A question was asked about nihilism. Brodsky replied that according to Aristotle there are four different temperaments and each has to do with the location of bile in the body. “I have no philosophy, only temperament.” (Later he quoted a Japanese poet: “I’ve got no principles, no convictions — just nerve.”) His own temperament leads him to shrug off the problem of death, as if to say, “You know you are going to lose. So what?” Someone with another temperament may be quite irritated and preoccupied with the problem and even develop a philosophy of nihilism. But for himself, he went on, “nothingness is a lousy subject. How can one make a philosophy out of it?”

“In Russian we have the word nichtoe — nothing. It’s an interesting word with too many consonants. It doesn’t give you a sense of limit. It suggests a journey.” (Later, commenting on the euphony that exists in every language, he noted that “Russian words are two, three syllables, minimum. To utter a Russian word is an acoustic event.”)

He noted that experience of extraordinary events does not necessarily produce a poem. “Extremes of experience have a tendency to bring out banal expressions. You can survive Hiroshima or 25 years in a concentration camp and not write a single line, or experience a one-night stand and write an immortal lyric.”

“Art,” he said, “is older than any form of social organization. It started, shall we say, a long time ago.”

The question was asked whether poetry could have anything to do with politics. Brodsky said no, the reason being that the task of the poet is to avoid cliches, to create precedents, to make something new. “The artist is trying not to repeat his predecessors, to say the least.” Thus it is sometimes said of a poet that he is ahead of his time. This is an incorrect perception, he explained. “A poet is never ahead or behind his time, just operating on his own frequency.”

He also said he hears people complain, “I don’t care for modern poetry.” He said the reason for this is that poetry builds on itself, it has a kind of development through time. You could understand modern poetry if you began with the poetry you do understand and work from there. Reading modern poetry “is like boarding a runaway train. You may decide you don’t like the train. Its route, well, it’s not yours, that’s all.”

Someone commented on how striking the contrast was between the original poems that Brodsky had recited, and the reading by the translator of the same poems in Dutch.
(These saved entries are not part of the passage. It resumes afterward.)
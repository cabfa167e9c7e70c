/*
 *
 *
 *
 *
 * MIT License
 * Copyright (c) 2025. Dwight J. Browne
 * dwight[-at-]dwightjbrowne[-dot-]com
 *
 *
 * Permission is hereby granted, free of charge, to any person obtaining a copy
 * of this software and associated documentation files (the "Software"), to deal
 * in the Software without restriction, including without limitation the rights
 * to use, copy, modify, merge, publish, distribute, sublicense, and/or sell
 * copies of the Software, and to permit persons to whom the Software is
 * furnished to do so, subject to the following conditions:
 *
 * The above copyright notice and this permission notice shall be included in all
 * copies or substantial portions of the Software.
 *
 * THE SOFTWARE IS PROVIDED "AS IS", WITHOUT WARRANTY OF ANY KIND, EXPRESS OR
 * IMPLIED, INCLUDING BUT NOT LIMITED TO THE WARRANTIES OF MERCHANTABILITY,
 * FITNESS FOR A PARTICULAR PURPOSE AND NONINFRINGEMENT. IN NO EVENT SHALL THE
 * AUTHORS OR COPYRIGHT HOLDERS BE LIABLE FOR ANY CLAIM, DAMAGES OR OTHER
 * LIABILITY, WHETHER IN AN ACTION OF CONTRACT, TORT OR OTHERWISE, ARISING FROM,
 * OUT OF OR IN CONNECTION WITH THE SOFTWARE OR THE USE OR OTHER DEALINGS IN THE
 * SOFTWARE.
 */

use axion_client::{ApiResponse, AxionClient};
use clap::{ArgGroup, Args};

/// With no filter the general market feed is returned.
#[derive(Args, Debug)]
#[command(group(ArgGroup::new("filter").args(["ticker", "country", "category"]).multiple(false)))]
pub struct NewsArgs {
  /// News for one company
  #[arg(long)]
  pub ticker: Option<String>,

  /// News for a country
  #[arg(long)]
  pub country: Option<String>,

  /// News for a category such as technology
  #[arg(long)]
  pub category: Option<String>,
}

pub async fn execute(client: &AxionClient, args: NewsArgs) -> ApiResponse {
  let news = client.news();
  match (args.ticker, args.country, args.category) {
    (Some(ticker), _, _) => news.company(&ticker).await,
    (_, Some(country), _) => news.country(&country).await,
    (_, _, Some(category)) => news.category(&category).await,
    (None, None, None) => news.general().await,
  }
}
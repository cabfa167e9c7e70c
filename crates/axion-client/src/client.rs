/*
 *
 *
 *
 *
 * MIT License
 * Copyright (c) 2025. Dwight J. Browne
 * dwight[-at-]dwightjbrowne[-dot-]com
 *
 *
 * Permission is hereby granted, free of charge, to any person obtaining a copy
 * of this software and associated documentation files (the "Software"), to deal
 * in the Software without restriction, including without limitation the rights
 * to use, copy, modify, merge, publish, distribute, sublicense, and/or sell
 * copies of the Software, and to permit persons to whom the Software is
 * furnished to do so, subject to the following conditions:
 *
 * The above copyright notice and this permission notice shall be included in all
 * copies or substantial portions of the Software.
 *
 * THE SOFTWARE IS PROVIDED "AS IS", WITHOUT WARRANTY OF ANY KIND, EXPRESS OR
 * IMPLIED, INCLUDING BUT NOT LIMITED TO THE WARRANTIES OF MERCHANTABILITY,
 * FITNESS FOR A PARTICULAR PURPOSE AND NONINFRINGEMENT. IN NO EVENT SHALL THE
 * AUTHORS OR COPYRIGHT HOLDERS BE LIABLE FOR ANY CLAIM, DAMAGES OR OTHER
 * LIABILITY, WHETHER IN AN ACTION OF CONTRACT, TORT OR OTHERWISE, ARISING FROM,
 * OUT OF OR IN CONNECTION WITH THE SOFTWARE OR THE USE OR OTHER DEALINGS IN THE
 * SOFTWARE.
 */

//! Client façade grouping the endpoint catalog over one session

use crate::endpoints::{
  fundamentals::{EarningsEndpoints, FilingsEndpoints, FinancialsEndpoints, InsidersEndpoints},
  markets::{CryptoEndpoints, ForexEndpoints, FuturesEndpoints, IndicesEndpoints, StocksEndpoints},
  news::{NewsEndpoints, SentimentEndpoints},
  profiles::ProfilesEndpoints,
  reference::{CreditEndpoints, EconEndpoints, EsgEndpoints, EtfsEndpoints, SupplyChainEndpoints},
};
use crate::session::Session;
use axion_core::{Config, Result};

/// Main Axion API client
///
/// Provides access to all Axion API endpoints through endpoint groups that
/// share one [`Session`].
///
/// # Examples
///
/// ```rust,no_run
/// use axion_client::AxionClient;
/// use axion_core::Config;
///
/// #[tokio::main]
/// async fn main() -> Result<(), Box<dyn std::error::Error>> {
///     let client = AxionClient::new(Config::from_env()?)?;
///
///     let response = client.stocks().prices("AAPL", Some("2024-01-01"), None, Some("daily")).await;
///     if let Some(message) = response.error_message() {
///         eprintln!("Error: {}", message);
///     } else if let Some(document) = response.document() {
///         println!("{}", document);
///     }
///
///     Ok(())
/// }
/// ```
#[derive(Debug, Clone)]
pub struct AxionClient {
  session: Session,
}

impl AxionClient {
  /// Create a new Axion API client
  ///
  /// # Errors
  ///
  /// Returns an error if the HTTP client cannot be created.
  pub fn new(config: Config) -> Result<Self> {
    Ok(Self { session: Session::from_config(&config)? })
  }

  /// Create a client from an optional API key with default settings
  pub fn open(api_key: Option<&str>) -> Result<Self> {
    Ok(Self { session: Session::open(api_key)? })
  }

  /// Create a client over an existing session
  pub fn from_session(session: Session) -> Self {
    Self { session }
  }

  /// The underlying session, for raw `execute` calls
  pub fn session(&self) -> &Session {
    &self.session
  }

  /// Release the session
  pub fn close(self) {
    self.session.close();
  }

  /// Stock market endpoints
  pub fn stocks(&self) -> StocksEndpoints {
    StocksEndpoints::new(self.session.clone())
  }

  /// Cryptocurrency endpoints
  pub fn crypto(&self) -> CryptoEndpoints {
    CryptoEndpoints::new(self.session.clone())
  }

  /// Foreign exchange endpoints
  pub fn forex(&self) -> ForexEndpoints {
    ForexEndpoints::new(self.session.clone())
  }

  /// Futures endpoints
  pub fn futures(&self) -> FuturesEndpoints {
    FuturesEndpoints::new(self.session.clone())
  }

  /// Market index endpoints
  pub fn indices(&self) -> IndicesEndpoints {
    IndicesEndpoints::new(self.session.clone())
  }

  /// Economic data endpoints
  pub fn econ(&self) -> EconEndpoints {
    EconEndpoints::new(self.session.clone())
  }

  /// News endpoints
  pub fn news(&self) -> NewsEndpoints {
    NewsEndpoints::new(self.session.clone())
  }

  /// Sentiment endpoints
  pub fn sentiment(&self) -> SentimentEndpoints {
    SentimentEndpoints::new(self.session.clone())
  }

  /// Company profile endpoints
  pub fn profiles(&self) -> ProfilesEndpoints {
    ProfilesEndpoints::new(self.session.clone())
  }

  /// Earnings endpoints
  pub fn earnings(&self) -> EarningsEndpoints {
    EarningsEndpoints::new(self.session.clone())
  }

  /// Regulatory filing endpoints
  pub fn filings(&self) -> FilingsEndpoints {
    FilingsEndpoints::new(self.session.clone())
  }

  /// Insider activity endpoints
  pub fn insiders(&self) -> InsidersEndpoints {
    InsidersEndpoints::new(self.session.clone())
  }

  /// Financial statement series
  pub fn financials(&self) -> FinancialsEndpoints {
    FinancialsEndpoints::new(self.session.clone())
  }

  /// Credit rating endpoints
  pub fn credit(&self) -> CreditEndpoints {
    CreditEndpoints::new(self.session.clone())
  }

  /// ESG endpoints
  pub fn esg(&self) -> EsgEndpoints {
    EsgEndpoints::new(self.session.clone())
  }

  /// ETF endpoints
  pub fn etfs(&self) -> EtfsEndpoints {
    EtfsEndpoints::new(self.session.clone())
  }

  /// Supply chain endpoints
  pub fn supply_chain(&self) -> SupplyChainEndpoints {
    SupplyChainEndpoints::new(self.session.clone())
  }
}

#[cfg(test)]
mod tests {
  use super::*;
  use crate::endpoints::testing::{recording_session, BASE};

  #[test]
  fn test_client_creation() {
    let client = AxionClient::new(Config::default_with_key("test_key".to_string()))
      .expect("Failed to create client");
    assert!(client.session().is_authenticated());
    client.close();
  }

  #[test]
  fn test_anonymous_client_creation() {
    let client = AxionClient::open(None).expect("Failed to create client");
    assert!(!client.session().is_authenticated());
  }

  #[tokio::test]
  async fn test_endpoint_groups_share_session() {
    let (session, transport) = recording_session();
    let client = AxionClient::from_session(session);

    client.sentiment().social("AAPL").await;
    assert_eq!(transport.last_url(), format!("{BASE}/sentiment/AAPL/social"));

    client.profiles().summary("AAPL").await;
    assert_eq!(transport.last_url(), format!("{BASE}/profiles/AAPL/summary"));

    client.supply_chain().peers("AAPL").await;
    assert_eq!(transport.last_url(), format!("{BASE}/supply-chain/AAPL/peers"));
  }

  #[tokio::test]
  async fn test_raw_execute_through_session() {
    let (session, transport) = recording_session();
    let client = AxionClient::from_session(session);

    let response = client.session().execute("stocks/tickers", Some("country=US")).await;
    assert!(response.is_success());
    assert_eq!(transport.last_url(), format!("{BASE}/stocks/tickers?country=US"));
  }
}
//! Queued plugin message.

use serde::{Deserialize, Serialize};

/// A message waiting in a plugin's queue.
#[derive(Debug, Clone, PartialEq, Serialize, Deserialize)]
pub struct QueuedMessage {
    /// Sequence number assigned on append.
    pub id: i64,
    /// Event tag, e.g. `"msg.created"`.
    pub event: String,
    /// Caller payload, stored as given.
    #[serde(default)]
    pub message: serde_json::Value,
}
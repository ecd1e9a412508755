//! Core traits defined in `pluginsync-core` and implemented by other crates.

pub mod store;

pub use store::DocumentStore;
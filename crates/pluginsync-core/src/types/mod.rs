//! Core type definitions used across the PluginSync workspace.

pub mod filter;
pub mod id;

pub use filter::DocumentFilter;
pub use id::*;
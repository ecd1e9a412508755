//! Appending events to a plugin's message queue.

use std::sync::Arc;

use dashmap::DashMap;
use serde_json::Value;
use tokio::sync::Mutex;
use tracing::debug;

use pluginsync_core::error::AppError;
use pluginsync_core::result::AppResult;
use pluginsync_core::types::id::PluginId;
use pluginsync_database::repositories::PluginRepository;
use pluginsync_entity::plugin::QueuedMessage;

/// Appends messages to plugin queues.
///
/// Sequence assignment is a read-modify-write on the plugin document. A
/// per-plugin lock is held for the whole cycle so that concurrent appends
/// to one plugin through the same appender get distinct, contiguous ids.
/// Writers in other processes are not covered by the lock.
#[derive(Debug)]
pub struct QueueAppender {
    plugin_repo: Arc<PluginRepository>,
    locks: DashMap<PluginId, Arc<Mutex<()>>>,
}

impl QueueAppender {
    /// Creates a new appender.
    pub fn new(plugin_repo: Arc<PluginRepository>) -> Self {
        Self {
            plugin_repo,
            locks: DashMap::new(),
        }
    }

    /// Append `event` with `payload` to the plugin's queue and return the
    /// stored message.
    pub async fn append(
        &self,
        plugin_id: &str,
        event: &str,
        payload: &Value,
    ) -> AppResult<QueuedMessage> {
        let id = PluginId::parse(plugin_id)?;

        let lock = self.lock_for(id);
        let result = {
            let _guard = lock.lock().await;
            self.append_locked(id, event, payload).await
        };
        drop(lock);
        self.release(id);

        result
    }

    async fn append_locked(
        &self,
        id: PluginId,
        event: &str,
        payload: &Value,
    ) -> AppResult<QueuedMessage> {
        let mut plugin = self
            .plugin_repo
            .find_by_id(&id)
            .await?
            .ok_or_else(|| AppError::not_found(format!("plugin {id} does not exist")))?;

        let message = plugin.enqueue(event, payload.clone())?.clone();
        self.plugin_repo.save_queue(&plugin).await?;

        debug!(plugin_id = %id, message_id = message.id, event, "Message queued");
        Ok(message)
    }

    fn lock_for(&self, id: PluginId) -> Arc<Mutex<()>> {
        Arc::clone(self.locks.entry(id).or_default().value())
    }

    /// Drop the plugin's lock once no append holds or waits on it.
    ///
    /// Clones are only taken under the map's shard lock, so a count of one
    /// here means no other task can still reach this mutex.
    fn release(&self, id: PluginId) {
        self.locks.remove_if(&id, |_, lock| Arc::strong_count(lock) == 1);
    }

    #[cfg(test)]
    fn tracked_locks(&self) -> usize {
        self.locks.len()
    }
}
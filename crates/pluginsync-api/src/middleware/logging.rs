//! Request/response logging middleware.

use std::time::Instant;

use axum::extract::Request;
use axum::middleware::Next;
use axum::response::Response;
use tracing::{info, warn};

/// Logs request method, path, status, and duration.
pub async fn request_logging(request: Request, next: Next) -> Response {
    let method = request.method().clone();
    let path = request.uri().path().to_string();
    let start = Instant::now();

    let response = next.run(request).await;

    let status = response.status();
    let duration_ms = start.elapsed().as_millis() as u64;

    if status.is_server_error() {
        warn!(%method, %path, status = status.as_u16(), duration_ms, "HTTP request");
    } else {
        info!(%method, %path, status = status.as_u16(), duration_ms, "HTTP request");
    }

    response
}
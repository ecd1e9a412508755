//! Equality filters for document lookups.

use serde::{Deserialize, Serialize};
use serde_json::{Map, Value};
use uuid::Uuid;

/// Field name holding a document's primary key.
pub const ID_FIELD: &str = "id";

/// A conjunction of top-level field equality constraints.
///
/// Serialized as a plain JSON object so that backends can use it directly
/// as a containment pattern.
#[derive(Debug, Clone, Default, PartialEq, Serialize, Deserialize)]
#[serde(transparent)]
pub struct DocumentFilter {
    fields: Map<String, Value>,
}

impl DocumentFilter {
    /// Create an empty filter that matches every document.
    pub fn new() -> Self {
        Self::default()
    }

    /// Filter on the document primary key.
    pub fn by_id(id: &Uuid) -> Self {
        Self::new().eq(ID_FIELD, id.to_string())
    }

    /// Add an equality constraint.
    pub fn eq(mut self, field: impl Into<String>, value: impl Into<Value>) -> Self {
        self.fields.insert(field.into(), value.into());
        self
    }

    /// The constraint on the primary key, if any.
    pub fn id(&self) -> Option<&str> {
        self.fields.get(ID_FIELD).and_then(Value::as_str)
    }

    /// The remaining constraints once the primary key is matched by the
    /// backend itself.
    ///
    /// The body's `id` text is not compared, so a key stored in another
    /// UUID spelling still matches.
    pub fn without_id(&self) -> Self {
        let mut fields = self.fields.clone();
        fields.remove(ID_FIELD);
        Self { fields }
    }

    /// Whether `document` satisfies every constraint.
    pub fn matches(&self, document: &Value) -> bool {
        self.fields
            .iter()
            .all(|(field, expected)| document.get(field) == Some(expected))
    }

    /// The filter as a JSON object.
    pub fn to_json(&self) -> Value {
        Value::Object(self.fields.clone())
    }

    /// Whether the filter has no constraints.
    pub fn is_empty(&self) -> bool {
        self.fields.is_empty()
    }
}
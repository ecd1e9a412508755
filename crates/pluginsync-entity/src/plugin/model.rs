//! Plugin entity model.

use serde::{Deserialize, Serialize};
use serde_json::{Map, Value};
use uuid::Uuid;

use pluginsync_core::error::{AppError, ErrorKind};

use super::message::QueuedMessage;

/// Collection holding plugin documents.
pub const PLUGIN_COLLECTION: &str = "plugins";

/// Stored field holding the plugin's callback URL.
pub const CALLBACK_URL_FIELD: &str = "sync_request_url";

/// An installed integration with its own message queue.
#[derive(Debug, Clone, Serialize, Deserialize)]
pub struct Plugin {
    /// Unique plugin identifier.
    pub id: Uuid,
    /// URL pinged when new messages are queued. May be empty.
    #[serde(rename = "sync_request_url", default)]
    pub callback_url: String,
    /// Pending messages in delivery order.
    #[serde(default)]
    pub queue: Vec<QueuedMessage>,
    /// Id of the most recently appended message.
    #[serde(rename = "queuepid", default)]
    pub queue_sequence: i64,
}

impl Plugin {
    /// Decode a raw plugin document.
    pub fn from_document(document: Value) -> Result<Self, AppError> {
        serde_json::from_value(document).map_err(|e| {
            AppError::with_source(
                ErrorKind::Decode,
                format!("plugin document has unexpected shape: {e}"),
                e,
            )
        })
    }

    /// Append a message, assigning it the next sequence number.
    ///
    /// Fails with `Decode` and leaves the plugin untouched when the stored
    /// sequence is already at `i64::MAX`.
    pub fn enqueue(
        &mut self,
        event: impl Into<String>,
        message: Value,
    ) -> Result<&QueuedMessage, AppError> {
        let id = self.queue_sequence.checked_add(1).ok_or_else(|| {
            AppError::decode(format!("plugin {} message sequence exhausted", self.id))
        })?;

        self.queue_sequence = id;
        self.queue.push(QueuedMessage {
            id,
            event: event.into(),
            message,
        });
        Ok(&self.queue[self.queue.len() - 1])
    }

    /// The fields rewritten after an append: the queue and its counter.
    pub fn queue_fields(&self) -> Result<Map<String, Value>, AppError> {
        let mut fields = Map::new();
        fields.insert("queue".to_string(), serde_json::to_value(&self.queue)?);
        fields.insert("queuepid".to_string(), Value::from(self.queue_sequence));
        Ok(fields)
    }
}
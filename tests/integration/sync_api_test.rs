//! Integration tests for the sync trigger and queue inspection endpoints.

mod helpers;

use axum::http::{Method, StatusCode};
use serde_json::json;

use helpers::{PingReceiver, TestApp, closed_port_url};
use pluginsync_core::types::id::{OrganizationId, PluginId};
use pluginsync_entity::organization::ORGANIZATION_COLLECTION;
use pluginsync_entity::plugin::PLUGIN_COLLECTION;

#[tokio::test]
async fn test_health() {
    let app = TestApp::new();

    let (status, body) = app.request(Method::GET, "/api/health", None).await;
    assert_eq!(status, StatusCode::OK);
    assert_eq!(body["data"]["status"], "ok");

    let (status, body) = app.request(Method::GET, "/api/health/detailed", None).await;
    assert_eq!(status, StatusCode::OK);
    assert_eq!(body["data"]["store_provider"], "memory");
    assert_eq!(body["data"]["store"], "connected");
}

#[tokio::test]
async fn test_sync_queues_and_pings_every_plugin() {
    let receiver = PingReceiver::start().await;
    let app = TestApp::new();
    let p1 = app.add_plugin(&receiver.url("/one"), 0);
    let p2 = app.add_plugin(&receiver.url("/two"), 5);
    let org = app.add_organization(&[p1, p2]);

    let (status, body) = app
        .sync(&org.to_string(), "msg.created", json!({ "text": "hello" }))
        .await;

    assert_eq!(status, StatusCode::OK);
    assert_eq!(body["success"], true);
    assert_eq!(body["data"]["organization_id"], org.to_string());
    assert_eq!(body["data"]["event"], "msg.created");
    assert_eq!(body["data"]["plugins"], json!([p1.to_string(), p2.to_string()]));

    let one = app.plugin(p1);
    assert_eq!(one.queue_sequence, 1);
    assert_eq!(one.queue[0].message, json!({ "text": "hello" }));
    assert_eq!(app.plugin(p2).queue[0].id, 6);

    assert_eq!(receiver.paths(), vec!["/one", "/two"]);
}

#[tokio::test]
async fn test_sync_empty_organization() {
    let receiver = PingReceiver::start().await;
    let app = TestApp::new();
    let org = app.add_organization(&[]);

    let (status, body) = app.sync(&org.to_string(), "evt", json!(null)).await;

    assert_eq!(status, StatusCode::OK);
    assert_eq!(body["data"]["plugins"], json!([]));
    assert_eq!(app.store.write_count(), 0);
    assert!(receiver.received().is_empty());
}

#[tokio::test]
async fn test_sync_unknown_organization_is_404() {
    let app = TestApp::new();
    app.add_plugin("http://127.0.0.1:9/sync", 0);

    let (status, body) = app
        .sync(&OrganizationId::new().to_string(), "evt", json!(null))
        .await;

    assert_eq!(status, StatusCode::NOT_FOUND);
    assert_eq!(body["error"], "NOT_FOUND");
    assert_eq!(app.store.write_count(), 0);
}

#[tokio::test]
async fn test_sync_malformed_organization_id_is_400() {
    let app = TestApp::new();
    let (status, body) = app.sync("acme-corp", "evt", json!(null)).await;

    assert_eq!(status, StatusCode::BAD_REQUEST);
    assert_eq!(body["error"], "INVALID_IDENTIFIER");
}

#[tokio::test]
async fn test_sync_requires_event() {
    let app = TestApp::new();
    let org = app.add_organization(&[]);

    let (status, body) = app.sync(&org.to_string(), "", json!(null)).await;
    assert_eq!(status, StatusCode::BAD_REQUEST);
    assert_eq!(body["error"], "VALIDATION");

    let (status, _) = app
        .request(
            Method::POST,
            &format!("/api/organizations/{org}/sync"),
            Some(json!({ "message": 1 })),
        )
        .await;
    assert_eq!(status, StatusCode::BAD_REQUEST);
}

#[tokio::test]
async fn test_missing_endpoint_reports_502_after_pinging_others() {
    let receiver = PingReceiver::start().await;
    let app = TestApp::new();
    let p1 = app.add_plugin("", 0);
    let p2 = app.add_plugin(&receiver.url("/two"), 0);
    let org = app.add_organization(&[p1, p2]);

    let (status, body) = app.sync(&org.to_string(), "evt", json!(1)).await;

    assert_eq!(status, StatusCode::BAD_GATEWAY);
    assert_eq!(body["error"], "NO_ENDPOINT");
    assert_eq!(app.plugin(p1).queue.len(), 1);
    assert_eq!(app.plugin(p2).queue.len(), 1);
    assert_eq!(receiver.paths(), vec!["/two"]);
}

#[tokio::test]
async fn test_unreachable_plugin_is_transport_error() {
    let receiver = PingReceiver::start().await;
    let app = TestApp::new();
    let p1 = app.add_plugin(&closed_port_url().await, 0);
    let p2 = app.add_plugin(&receiver.url("/two"), 0);
    let org = app.add_organization(&[p1, p2]);

    let (status, body) = app.sync(&org.to_string(), "evt", json!(1)).await;

    assert_eq!(status, StatusCode::BAD_GATEWAY);
    assert_eq!(body["error"], "TRANSPORT");
    assert_eq!(receiver.paths(), vec!["/two"]);
}

#[tokio::test]
async fn test_plugin_error_status_still_counts_as_delivered() {
    let receiver = PingReceiver::start().await;
    let app = TestApp::new();
    let p1 = app.add_plugin(&receiver.url("/fail"), 0);
    let org = app.add_organization(&[p1]);

    let (status, body) = app.sync(&org.to_string(), "evt", json!(1)).await;

    assert_eq!(status, StatusCode::OK);
    assert_eq!(body["data"]["pinged"], 1);
}

#[tokio::test]
async fn test_missing_plugin_record_skips_pings() {
    let receiver = PingReceiver::start().await;
    let app = TestApp::new();
    let p1 = app.add_plugin(&receiver.url("/one"), 0);
    let org = app.add_organization(&[p1, PluginId::new()]);

    let (status, body) = app.sync(&org.to_string(), "evt", json!(1)).await;

    assert_eq!(status, StatusCode::NOT_FOUND);
    assert_eq!(body["error"], "NOT_FOUND");
    assert_eq!(app.plugin(p1).queue.len(), 1);
    assert!(receiver.received().is_empty());
}

#[tokio::test]
async fn test_repeated_syncs_and_queue_endpoint() {
    let receiver = PingReceiver::start().await;
    let app = TestApp::new();
    let p1 = app.add_plugin(&receiver.url("/one"), 0);
    let org = app.add_organization(&[p1]);

    for n in 0..3 {
        let (status, _) = app.sync(&org.to_string(), "evt", json!(n)).await;
        assert_eq!(status, StatusCode::OK);
    }

    let (status, body) = app
        .request(Method::GET, &format!("/api/plugins/{p1}/queue"), None)
        .await;

    assert_eq!(status, StatusCode::OK);
    assert_eq!(body["data"]["queuepid"], 3);
    let ids: Vec<i64> = body["data"]["messages"]
        .as_array()
        .expect("messages")
        .iter()
        .filter_map(|m| m["id"].as_i64())
        .collect();
    assert_eq!(ids, vec![1, 2, 3]);
    assert_eq!(body["data"]["messages"][2]["message"], 2);
    assert_eq!(receiver.received().len(), 3);
}

#[tokio::test]
async fn test_queue_endpoint_errors() {
    let app = TestApp::new();

    let (status, _) = app
        .request(Method::GET, "/api/plugins/nope/queue", None)
        .await;
    assert_eq!(status, StatusCode::BAD_REQUEST);

    let (status, _) = app
        .request(Method::GET, &format!("/api/plugins/{}/queue", PluginId::new()), None)
        .await;
    assert_eq!(status, StatusCode::NOT_FOUND);
}

#[tokio::test]
async fn test_records_stored_with_uppercase_ids_are_synced() {
    let receiver = PingReceiver::start().await;
    let app = TestApp::new();
    let plugin = PluginId::new();
    let org = OrganizationId::new();
    app.store
        .insert(
            PLUGIN_COLLECTION,
            json!({
                "id": plugin.to_string().to_uppercase(),
                "sync_request_url": receiver.url("/upper"),
                "queuepid": 7,
            }),
        )
        .expect("seed plugin");
    app.store
        .insert(
            ORGANIZATION_COLLECTION,
            json!({
                "id": org.to_string().to_uppercase(),
                "plugins": [{ "plugin_id": plugin.to_string().to_uppercase() }],
            }),
        )
        .expect("seed organization");

    let (status, _) = app.sync(&org.to_string(), "evt", json!(1)).await;
    assert_eq!(status, StatusCode::OK);

    let (status, body) = app
        .request(Method::GET, &format!("/api/plugins/{plugin}/queue"), None)
        .await;
    assert_eq!(status, StatusCode::OK);
    assert_eq!(body["data"]["queuepid"], 8);
    assert_eq!(receiver.paths(), vec!["/upper"]);
}
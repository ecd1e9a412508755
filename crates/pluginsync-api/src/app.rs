//! Application builder: wires store, repositories, services and router.

use std::sync::Arc;

use axum::Router;
use chrono::Utc;

use pluginsync_core::config::AppConfig;
use pluginsync_core::error::{AppError, ErrorKind};
use pluginsync_core::result::AppResult;
use pluginsync_core::traits::store::DocumentStore;
use pluginsync_database::repositories::{OrganizationRepository, PluginRepository};
use pluginsync_service::{
    HttpPingTransport, PingDispatcher, PingTransport, PluginResolver, QueueAppender,
    SyncOrchestrator,
};

use crate::router::build_router;
use crate::state::AppState;

/// Builds the complete Axum application.
pub fn build_app(state: AppState) -> Router {
    build_router(state)
}

/// Wire repositories and services over an opened store.
pub fn build_state(config: AppConfig, store: Arc<dyn DocumentStore>) -> AppResult<AppState> {
    let transport: Arc<dyn PingTransport> = Arc::new(HttpPingTransport::new(&config.sync)?);
    Ok(build_state_with_transport(config, store, transport))
}

/// Like [`build_state`] but with a caller-supplied ping transport.
pub fn build_state_with_transport(
    config: AppConfig,
    store: Arc<dyn DocumentStore>,
    transport: Arc<dyn PingTransport>,
) -> AppState {
    let org_repo = Arc::new(OrganizationRepository::new(Arc::clone(&store)));
    let plugin_repo = Arc::new(PluginRepository::new(Arc::clone(&store)));

    let resolver = PluginResolver::new(org_repo);
    let appender = Arc::new(QueueAppender::new(Arc::clone(&plugin_repo)));
    let dispatcher = Arc::new(PingDispatcher::new(Arc::clone(&plugin_repo), transport));
    let orchestrator = Arc::new(SyncOrchestrator::new(
        resolver,
        appender,
        dispatcher,
        &config.sync,
    ));

    AppState {
        config: Arc::new(config),
        store,
        plugin_repo,
        orchestrator,
        started_at: Utc::now(),
    }
}

/// Runs the PluginSync server until a shutdown signal arrives.
pub async fn run_server(config: AppConfig) -> AppResult<()> {
    tracing::info!("Starting PluginSync server...");

    let store = pluginsync_database::store::open(&config).await?;
    let addr = format!("{}:{}", config.server.host, config.server.port);
    let app = build_app(build_state(config, store)?);

    let listener = tokio::net::TcpListener::bind(&addr).await.map_err(|e| {
        AppError::with_source(ErrorKind::Internal, format!("Failed to bind {addr}"), e)
    })?;

    tracing::info!(%addr, "PluginSync server listening");

    axum::serve(listener, app)
        .with_graceful_shutdown(shutdown_signal())
        .await
        .map_err(|e| AppError::with_source(ErrorKind::Internal, "Server error", e))?;

    tracing::info!("PluginSync server stopped");
    Ok(())
}

async fn shutdown_signal() {
    let ctrl_c = async {
        if let Err(e) = tokio::signal::ctrl_c().await {
            tracing::error!(error = %e, "Failed to install Ctrl+C handler");
            std::future::pending::<()>().await;
        }
    };

    #[cfg(unix)]
    let terminate = async {
        match tokio::signal::unix::signal(tokio::signal::unix::SignalKind::terminate()) {
            Ok(mut signal) => {
                signal.recv().await;
            }
            Err(e) => {
                tracing::error!(error = %e, "Failed to install SIGTERM handler");
                std::future::pending::<()>().await;
            }
        }
    };

    #[cfg(not(unix))]
    let terminate = std::future::pending::<()>();

    tokio::select! {
        _ = ctrl_c => {}
        _ = terminate => {}
    }

    tracing::info!("Shutdown signal received");
}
Brodsky said this was due not so much to differences in the verbal content of the poem in its two forms but “how you read” and that this is greatly shaped by one’s national background. “Russian stresses the music. Otherwise you are just counting syllables.”

He was unhappy about the “big infusion of English words” into modern Russian. But language has its own life, refusing to behave according to the tastes of a balding poet, even when he has the Nobel Prize. “Language is a generational thing. You have very intimate pet words that have to do with your generation and place. It was different in my generation to be in St. Petersburg than to be in Moscow. In St. Petersburg we said ch-toe while in Moscow it was stow.”

Wasn’t it hard for the writer to have to live in exile, he was asked, and isn’t it a pity so many writers are exiles? Brodsky found it not so remarkable. “You have guest workers and boat people, not only exiled writers. This takes the orchid out of the writer’s lapel. To live elsewhere is a norm in the twentieth century. There’s nothing very significant about it. It’s just more palatable when it’s a writer than with those possessing other skills.” There was something to be said for the writer packing his bags. “The further away from his homeland the writer is, the better for literature.” One’s address isn’t so important.

“A poet,” he concluded, “is like a bird. He chirps no matter what twig he lands on — and mistakes the rustle of leaves for applause.”